Als sie in der WZ vom Schicksal der 48-Jährigen Iris Berg aus Tönisvorst liest, die wegen einer Muskelerkrankung an den Rollstuhl gefesselt und auf ein Beatmungsgerät angewiesen ist und verzweifelt nach einer examinierten Pflegekraft sucht, die sie zuhause unterstützt („Wer kann Iris Berg helfen?“, 22. November), greift Weinmann zum Telefon und meldet sich in der Redaktion. „Ich war selbst schon an dem Punkt“, erzählt die 41-Jährige.

Als sie vor acht Jahren den Wunsch gefasst hat, selbstbestimmt, ohne im Alltag auf die ständige Unterstützung ihrer Mutter angewiesen zu sein, zu leben, war sie plötzlich allein.

„Es gibt in Krefeld keine Stellen, an die sich körperbehinderte Menschen in solchen Situationen wenden können, auch ein Assistenzsystem gab es nicht“, sagt Weinmann. Beim zuständigem Träger, dem Landschaftsverband Rheinland (LVR), habe man ihr damals gesagt: „Ihre Mutter ist doch da, um Ihnen zu helfen.“ Ihre Selbstständigkeit musste sich Sabine Weinmann anschließend hart erkämpfen. Mit Erfolg: Seit 2009 lebt sie selbstbestimmt mit Assistenz in ihrer eigenen Wohnung.
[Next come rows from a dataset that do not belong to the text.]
//! Signaling-Umschlag (SDP und ICE-Kandidaten)
//!
//! Genau zwei Nachrichtenarten werden zwischen den Endpunkten ausgetauscht:
//! eine Session-Beschreibung (Offer/Answer) oder ein ICE-Kandidat. Der
//! Umschlag traegt einen expliziten Diskriminanten (`sdp` bzw. `candidate`),
//! damit der Decoder ohne strukturelles Raten dispatchen kann.
//!
//! ## Wire-Format (JSON)
//!
//! ```text
//! { "sdp": { "type": <int>, "sdp": <string> } }
//! { "candidate": { "sdpMid": <string|null>, "sdpMLineIndex": <int32>, "sdp": <string> } }
//! ```
//!
//! Der SDP-Typ wird als Integer-Ordinal kodiert. Ein unbekanntes Ordinal
//! faellt beim Dekodieren auf `Rollback` zurueck (dokumentierte
//! Kompatibilitaetsentscheidung, siehe [`SdpType::von_ordinal`]).

use serde::de::{Deserializer, Error as _};
use serde::ser::Serializer;
use serde::{Deserialize, Serialize};
use thiserror::Error;

// ---------------------------------------------------------------------------
// Fehler-Typ
// ---------------------------------------------------------------------------

/// Fehler beim Dekodieren eines Signaling-Umschlags
///
/// Tritt auf bei unbekanntem oder fehlendem Diskriminanten, fehlenden
/// Pflichtfeldern oder wenn das `type`-Feld kein Integer ist. Ein
/// fehlgeschlagenes Dekodieren konstruiert niemals eine Teilnachricht.
#[derive(Debug, Error)]
pub enum DecodeError {
    #[error("Ungueltiger Signaling-Umschlag: {0}")]
    Umschlag(#[from] serde_json::Error),
}

// ---------------------------------------------------------------------------
// SDP-Typ
// ---------------------------------------------------------------------------

/// Art einer Session-Beschreibung
///
/// Die Ordinale entsprechen der Enumeration der Peer-Connection-Engine
/// und duerfen nicht umsortiert werden.
#[derive(Debug, Clone, Copy, PartialEq, Eq)]
pub enum SdpType {
    /// Verhandlungsvorschlag des Anrufers
    Offer = 0,
    /// Vorlaeufige Antwort
    PrAnswer = 1,
    /// Antwort des Angerufenen
    Answer = 2,
    /// Verhandlung zuruecksetzen
    Rollback = 3,
}

impl SdpType {
    /// Gibt das Integer-Ordinal fuer die Wire-Kodierung zurueck
    pub fn ordinal(&self) -> i64 {
        *self as i64
    }

    /// Dekodiert ein Ordinal zurueck in den SDP-Typ
    ///
    /// Ein Ordinal ohne passenden Enum-Wert faellt auf `Rollback` zurueck
    /// statt das Dekodieren scheitern zu lassen. Das uebernimmt das
    /// Verhalten der Gegenseite und wird hier bewusst laut geloggt, damit
    /// ein echter Protokoll-Mismatch im Log sichtbar bleibt.
    pub fn von_ordinal(ordinal: i64) -> Self {
        match ordinal {
            0 => SdpType::Offer,
            1 => SdpType::PrAnswer,
            2 => SdpType::Answer,
            3 => SdpType::Rollback,
            unbekannt => {
                tracing::warn!(
                    ordinal = unbekannt,
                    "Unbekanntes SDP-Typ-Ordinal, Fallback auf Rollback"
                );
                SdpType::Rollback
            }
        }
    }
}

impl Serialize for SdpType {
    fn serialize<S: Serializer>(&self, serializer: S) -> Result<S::Ok, S::Error> {
        serializer.serialize_i64(self.ordinal())
    }
}

impl<'de> Deserialize<'de> for SdpType {
    fn deserialize<D: Deserializer<'de>>(deserializer: D) -> Result<Self, D::Error> {
        // Das type-Feld muss ein Integer sein; alles andere ist ein
        // Umschlag-Fehler und kein Fallback-Fall.
        let ordinal = i64::deserialize(deserializer)
            .map_err(|e| D::Error::custom(format!("SDP-Typ muss ein Integer-Ordinal sein: {e}")))?;
        Ok(SdpType::von_ordinal(ordinal))
    }
}

// ---------------------------------------------------------------------------
// Nachrichten-Typen
// ---------------------------------------------------------------------------

/// Lokaler oder entfernter Verhandlungsvorschlag (unveraenderlich)
#[derive(Debug, Clone, PartialEq, Eq, Serialize, Deserialize)]
pub struct SessionDescription {
    /// Art der Beschreibung, als Ordinal kodiert
    #[serde(rename = "type")]
    pub typ: SdpType,
    /// SDP-Textblock (opak, wird nicht interpretiert)
    pub sdp: String,
}

impl SessionDescription {
    /// Erstellt eine neue Session-Beschreibung
    pub fn neu(typ: SdpType, sdp: impl Into<String>) -> Self {
        Self {
            typ,
            sdp: sdp.into(),
        }
    }
}

/// Ein entdeckter Netzwerkpfad fuer die Peer-to-Peer-Verbindung
///
/// Pro Session existieren viele Kandidaten, untereinander ungeordnet, aber
/// jeder an eine bestimmte Media-Line gebunden (sdpMLineIndex/sdpMid).
#[derive(Debug, Clone, PartialEq, Eq, Serialize, Deserialize)]
pub struct IceCandidate {
    /// Media-Stream-Identifikation (optional)
    #[serde(rename = "sdpMid", default)]
    pub sdp_mid: Option<String>,
    /// Index der Media-Line auf die sich der Kandidat bezieht
    #[serde(rename = "sdpMLineIndex")]
    pub sdp_mline_index: i32,
    /// candidate-Attributzeile (opak)
    pub sdp: String,
}

/// Umschlag fuer alle Signaling-Nachrichten
///
/// Extern getaggtes Enum: der Variantenname ist der Diskriminant im
/// JSON-Objekt (`sdp` bzw. `candidate`).
#[derive(Debug, Clone, PartialEq, Eq, Serialize, Deserialize)]
#[serde(rename_all = "lowercase")]
pub enum SignalingMessage {
    /// SDP Offer/Answer
    Sdp(SessionDescription),
    /// ICE-Kandidat
    Candidate(IceCandidate),
}

impl SignalingMessage {
    /// Serialisiert die Nachricht in ihre Byte-Form
    ///
    /// Deterministisch und fuer wohlgeformte Nachrichten immer erfolgreich.
    pub fn zu_bytes(&self) -> serde_json::Result<Vec<u8>> {
        serde_json::to_vec(self)
    }

    /// Dekodiert eine Nachricht aus ihrer Byte-Form
    pub fn aus_bytes(bytes: &[u8]) -> Result<Self, DecodeError> {
        Ok(serde_json::from_slice(bytes)?)
    }
}

// ---------------------------------------------------------------------------
// Tests
// ---------------------------------------------------------------------------

#[cfg(test)]
mod tests {
    use super::*;

    fn test_kandidat() -> IceCandidate {
        IceCandidate {
            sdp_mid: Some("0".to_string()),
            sdp_mline_index: 0,
            sdp: "candidate:1 1 UDP 2122252543 192.168.1.10 49203 typ host".to_string(),
        }
    }

    #[test]
    fn sdp_round_trip() {
        let original = SignalingMessage::Sdp(SessionDescription::neu(SdpType::Offer, "v=0\r\n"));
        let bytes = original.zu_bytes().unwrap();
        let decoded = SignalingMessage::aus_bytes(&bytes).unwrap();
        assert_eq!(original, decoded);
    }

    #[test]
    fn kandidat_round_trip() {
        let original = SignalingMessage::Candidate(test_kandidat());
        let bytes = original.zu_bytes().unwrap();
        let decoded = SignalingMessage::aus_bytes(&bytes).unwrap();
        assert_eq!(original, decoded);
    }

    #[test]
    fn sdp_wire_format_exakt() {
        let msg = SignalingMessage::Sdp(SessionDescription::neu(SdpType::Answer, "v=0\r\n"));
        let wert: serde_json::Value = serde_json::from_slice(&msg.zu_bytes().unwrap()).unwrap();
        assert_eq!(wert["sdp"]["type"], 2);
        assert_eq!(wert["sdp"]["sdp"], "v=0\r\n");
    }

    #[test]
    fn kandidat_wire_format_exakt() {
        let msg = SignalingMessage::Candidate(test_kandidat());
        let wert: serde_json::Value = serde_json::from_slice(&msg.zu_bytes().unwrap()).unwrap();
        assert_eq!(wert["candidate"]["sdpMid"], "0");
        assert_eq!(wert["candidate"]["sdpMLineIndex"], 0);
        assert!(wert["candidate"]["sdp"]
            .as_str()
            .unwrap()
            .starts_with("candidate:"));
    }

    #[test]
    fn sdp_mid_null_wird_none() {
        let json = br#"{"candidate":{"sdpMid":null,"sdpMLineIndex":1,"sdp":"candidate:x"}}"#;
        let decoded = SignalingMessage::aus_bytes(json).unwrap();
        if let SignalingMessage::Candidate(k) = decoded {
            assert_eq!(k.sdp_mid, None);
            assert_eq!(k.sdp_mline_index, 1);
        } else {
            panic!("Erwartet Candidate-Variante");
        }
    }

    #[test]
    fn sdp_mid_fehlend_wird_none() {
        let json = br#"{"candidate":{"sdpMLineIndex":0,"sdp":"candidate:x"}}"#;
        let decoded = SignalingMessage::aus_bytes(json).unwrap();
        if let SignalingMessage::Candidate(k) = decoded {
            assert_eq!(k.sdp_mid, None);
        } else {
            panic!("Erwartet Candidate-Variante");
        }
    }

    #[test]
    fn unbekanntes_ordinal_faellt_auf_rollback() {
        let json = br#"{"sdp":{"type":7,"sdp":"v=0\r\n"}}"#;
        let decoded = SignalingMessage::aus_bytes(json).unwrap();
        if let SignalingMessage::Sdp(sdp) = decoded {
            assert_eq!(sdp.typ, SdpType::Rollback);
        } else {
            panic!("Erwartet Sdp-Variante");
        }
    }

    #[test]
    fn alle_ordinale_round_trip() {
        for typ in [
            SdpType::Offer,
            SdpType::PrAnswer,
            SdpType::Answer,
            SdpType::Rollback,
        ] {
            assert_eq!(SdpType::von_ordinal(typ.ordinal()), typ);
        }
    }

    #[test]
    fn typ_als_string_schlaegt_fehl() {
        let json = br#"{"sdp":{"type":"offer","sdp":"v=0\r\n"}}"#;
        assert!(SignalingMessage::aus_bytes(json).is_err());
    }

    #[test]
    fn unbekannter_diskriminant_schlaegt_fehl() {
        let json = br#"{"blob":{"daten":"x"}}"#;
        assert!(SignalingMessage::aus_bytes(json).is_err());
    }

    #[test]
    fn fehlender_diskriminant_schlaegt_fehl() {
        assert!(SignalingMessage::aus_bytes(b"{}").is_err());
        assert!(SignalingMessage::aus_bytes(b"").is_err());
    }

    #[test]
    fn fehlendes_pflichtfeld_schlaegt_fehl() {
        let json = br#"{"candidate":{"sdpMid":"0"}}"#;
        assert!(SignalingMessage::aus_bytes(json).is_err());
    }

    #[test]
    fn negative_mline_index_erlaubt() {
        // Einige Engines liefern -1 wenn der Index unbekannt ist
        let json = br#"{"candidate":{"sdpMid":"audio","sdpMLineIndex":-1,"sdp":"candidate:x"}}"#;
        let decoded = SignalingMessage::aus_bytes(json).unwrap();
        if let SignalingMessage::Candidate(k) = decoded {
            assert_eq!(k.sdp_mline_index, -1);
        } else {
            panic!("Erwartet Candidate-Variante");
        }
    }
}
Sie weiß: „Es ist schwer, geschultes Personal zu finden.“ Aber die 41-Jährige, die eine Lotsen-Ausbildung des Kölner Zentrums für selbstbestimmtes Leben durchlaufen hat und seitdem ehrenamtlich Ansprechpartnerin für Menschen mit Behinderungen und chronischen Erkrankungen in Krefeld und Umgebung ist, hat für Betroffene wie Iris Berg einen Rat: „Man kann einen Aufruf bei Krankenhausschulen am Schwarzen Brett oder bei Ebay Kleinanzeigen starten, eine Zeitungsannonce schreiben oder über die Agentur für Arbeit eine Stellenanzeige schalten.“

Auf eine Zeitungsanzeige habe sich vor drei Jahren auch Sigrid Staudinger bei ihr gemeldet. Ein Volltreffer — für beide. Ihr Managementjob in der Münchener Modebranche hat Sigrid Staudinger ausgebrannt. Die Liebe und die Frage „Was fange ich jetzt mit meinem Leben an?“ habe sie nach Krefeld geführt. Die Beziehung ist zwar zerbrochen, Sabine Weinmann war aber mindestens ein Grund, warum Siggi auch nach der Trennung nicht in ihre bayerische Heimat zurückgehen wollte. „Die Chemie zwischen uns stimmt einfach“, sagt sie und das verschwörerische Lachen der beiden Frauen lässt keinen Zweifel daran.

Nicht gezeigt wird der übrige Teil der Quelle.